Aber hier wie auch beim Prinzip "Menschenrechte vor nationaler Souveränität" (nach Fastenrath U., im OSZE-Jahrbuch 1996, nach Lutz, S. 226) geht es höchstens um DISKUSSION dazu, nicht um Bomben!!! (Beispiel: Entsendung einer OSZE-Unterstützungsgruppe nach Grosny , d.h. nur politische Willensakte, keine rechtlichen Verbindlichkeiten)

Genauso wie die Problematik, was jeweils unter "Menschenrechten" zu verstehen ist, ist auch das Wort "Völkermord" nicht eindeutig definiert. Während gerade die USA den Tod Hundertausender Menschen in Ruanda noch lange nicht als Völkermord deklarierte, waren Hunderte tote Albaner (von denen wie immer jeder einer zuviel war! und die toten Serben auch nicht beachtet wurden) im Kosovo plötzlich ein ausreichender Vorwand für den Bruch des geltenden Rechts.

Obwohl es aus der Sicht der Menschenrechte ein Fortschritt ist, daß "der Staat ... nicht mehr als absoluter Herrscher über sein Territorium und seine Bürger akzeptiert (wird)" (Schmid, T., S. 21), wächst gleichzeitig die Gefahr einer Rückkehr zur Kanonenbootdiplomatie (S. 22).

 

 

 

"Wenn der Westen sich aber auf die Beschwörung der universellen Menschenrechte und auf moralistische Diskurse beschränkt, bleibt der Mangel eines völkerrechtlichen Friedenssicherungssysems verdeckt." (Oeter)

 

 

 

 

 

 

Was passiert mit den Minderheiten, wenn die Mehrheit als "Selbst" dominiert?

 

 

J. Habermas will das "Völkerrecht in ein Recht der Weltbürger" transformieren. Das gebrochene Völkerrecht wird als "klassisch" abgeschrieben und dem "kosmopolitischen Recht einer Weltbürgergesellschaft" geopfert. Dabei gibt es ein Mißverständnis: Die von Habermas anvisierte Transformation ist eigentlich eine löbliche Utopie - aber nicht das, was gegenwärtig geschieht. Was geschieht, ist nur der negative Bruch des Vorhandenen, ein Rückschritt ohne tatsächlich vorwärtsweisende zivilisatorische Komponente.

 

 

4.5. Rechtsbruch

Der Bruch völkerrechtlicher Regelungen - und des bundesdeutschen Grundgesetzes - durch die Bombenangriffe ist im allgemeinen unbestritten.

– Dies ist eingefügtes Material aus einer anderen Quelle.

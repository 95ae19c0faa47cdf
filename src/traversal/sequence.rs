//! Lazy, pull-based DFS and BFS sequences.
//!
//! A [`Traversal`] remembers a graph and a start vertex. Every call to
//! [`Traversal::iter`] starts an independent walk with its own frontier and
//! visited set, so the same sequence can be iterated any number of times.
//! A single [`TraversalIter`] is driven by one consumer through `&mut self`.
//!
//! Each pull takes the next vertex off the frontier, marks and pushes all of
//! its unvisited neighbours, then yields it. With a stack frontier this is a
//! "plan-ahead" DFS: neighbours are claimed when their parent is expanded,
//! which differs from the order of [`dfs_recursion`](super::dfs_recursion).

use std::collections::VecDeque;
use std::iter::FusedIterator;
use std::marker::PhantomData;

use crate::graph::Graph;
use crate::types::{check_vertex, GraphResult, Vertex};

/// Working set of vertices waiting to be expanded.
///
/// The container decides the order: `Vec` pops last-in (DFS),
/// `VecDeque` pops first-in (BFS).
pub trait Frontier {
    /// A frontier holding only `start`.
    fn seeded(start: Vertex) -> Self;

    /// Add a vertex to the frontier.
    fn put(&mut self, v: Vertex);

    /// Remove the next vertex to expand.
    fn take(&mut self) -> Option<Vertex>;
}

impl Frontier for Vec<Vertex> {
    fn seeded(start: Vertex) -> Self {
        vec![start]
    }

    fn put(&mut self, v: Vertex) {
        self.push(v);
    }

    fn take(&mut self) -> Option<Vertex> {
        self.pop()
    }
}

impl Frontier for VecDeque<Vertex> {
    fn seeded(start: Vertex) -> Self {
        VecDeque::from([start])
    }

    fn put(&mut self, v: Vertex) {
        self.push_back(v);
    }

    fn take(&mut self) -> Option<Vertex> {
        self.pop_front()
    }
}

/// A restartable traversal sequence over `graph` starting at `from`.
pub struct Traversal<'g, G, F> {
    graph: &'g G,
    from: Vertex,
    _frontier: PhantomData<F>,
}

/// Stack-driven sequence.
pub type DepthFirst<'g, G> = Traversal<'g, G, Vec<Vertex>>;
/// Queue-driven sequence.
pub type BreadthFirst<'g, G> = Traversal<'g, G, VecDeque<Vertex>>;

impl<'g, G: Graph, F: Frontier> Traversal<'g, G, F> {
    /// Fails with `VertexOutOfRange` if `from` is not a vertex of `graph`.
    pub fn new(graph: &'g G, from: Vertex) -> GraphResult<Self> {
        check_vertex(from, graph.vertex_count())?;
        Ok(Self {
            graph,
            from,
            _frontier: PhantomData,
        })
    }

    /// The start vertex.
    pub fn start(&self) -> Vertex {
        self.from
    }

    /// Begin a fresh walk.
    pub fn iter(&self) -> TraversalIter<'g, G, F> {
        let mut visited = vec![false; self.graph.vertex_count()];
        visited[self.from] = true;
        TraversalIter {
            graph: self.graph,
            frontier: F::seeded(self.from),
            visited,
        }
    }
}

impl<'g, G: Graph, F: Frontier> IntoIterator for &Traversal<'g, G, F> {
    type Item = Vertex;
    type IntoIter = TraversalIter<'g, G, F>;

    fn into_iter(self) -> Self::IntoIter {
        self.iter()
    }
}

/// One in-progress walk.
///
/// # Panics
///
/// `next` panics if the graph reports an adjacency outside
/// `0..vertex_count()`.
pub struct TraversalIter<'g, G, F> {
    graph: &'g G,
    frontier: F,
    visited: Vec<bool>,
}

/// Iterator returned by [`DepthFirst::iter`].
pub type DfsIter<'g, G> = TraversalIter<'g, G, Vec<Vertex>>;
/// Iterator returned by [`BreadthFirst::iter`].
pub type BfsIter<'g, G> = TraversalIter<'g, G, VecDeque<Vertex>>;

impl<G: Graph, F: Frontier> Iterator for TraversalIter<'_, G, F> {
    type Item = Vertex;

    fn next(&mut self) -> Option<Vertex> {
        let curr = self.frontier.take()?;
        let graph = self.graph;
        for adj in graph.adjacencies(curr) {
            if !self.visited[adj] {
                self.visited[adj] = true;
                self.frontier.put(adj);
            }
        }
        Some(curr)
    }
}

impl<G: Graph, F: Frontier> FusedIterator for TraversalIter<'_, G, F> {}

/// Lazy DFS sequence from `from`.
pub fn dfs_iter<G: Graph>(graph: &G, from: Vertex) -> GraphResult<DepthFirst<'_, G>> {
    Traversal::new(graph, from)
}

/// Lazy BFS sequence from `from`.
pub fn bfs_iter<G: Graph>(graph: &G, from: Vertex) -> GraphResult<BreadthFirst<'_, G>> {
    Traversal::new(graph, from)
}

"Rambouillet war keine Verhandlung... sondern ein Ultimatum." (Henry Kissinger, nach Reinert)


 

UN-Charta:

Nur der UN-Sicherheitsrat kann beschließen, zur Herstellung des Friedens Waffen einzusetzen.

NATO-Vertrag von 1949:

Verteidigungsmaßnahmen sind nur vorgesehen, wenn ein oder mehrere Mitglieder im Vertragsgebiet einem bewaffneten Angriff ausgesetzt sind.

 

Grundgesetz Artikel 26 (1):

Handlungen, die geeignet sind und in der Absicht vorgenommen werden, das friedliche Zusammenleben der Völker zu stören, insbesondere die Führung eines Angriffskrieges vorzubereiten, sind verfassungswidrig.

Grundgesetz Artikel 87 a (2):

Außer zur Verteidigung dürfen die Streitkräfte nur eingesetzt werden, soweit dieses Grundgesetz es ausdrücklich zuläßt.


 

Damit ist den eventuell weiterführenden weltpolitischen und rechtlichen Klärungsprozessen einfach vorgegriffen worden und Tatsachen geschaffen, die alle weiteren Prozesse prägen werden. Entweder die Macht des Stärkeren wird wieder zum Faust-"Recht" - oder wir nehmen dies zum Anlaß, einen Trendwechsel zu erwingen und die Fragen zivilisiert, human und vorwärtsweisend zu beantworten.

"Bomb, NATO, bomb!"

Demo von (Kosovo-) Albanern vor dem Weißen Haus (31.3.1999)

 

4.6. Weltpolitische Weichenstellung

Die Gefahr dieses Krieges liegt nicht nur in der unmittelbaren Lebensbedrohung, den zerstörten Gütern und der bedrohlichen Naturzerstörung. Dieser Krieg und seine Konsequenzen stellen die Weichen darüber, wie in Zukunft Konflikte auf der Welt gelöst werden.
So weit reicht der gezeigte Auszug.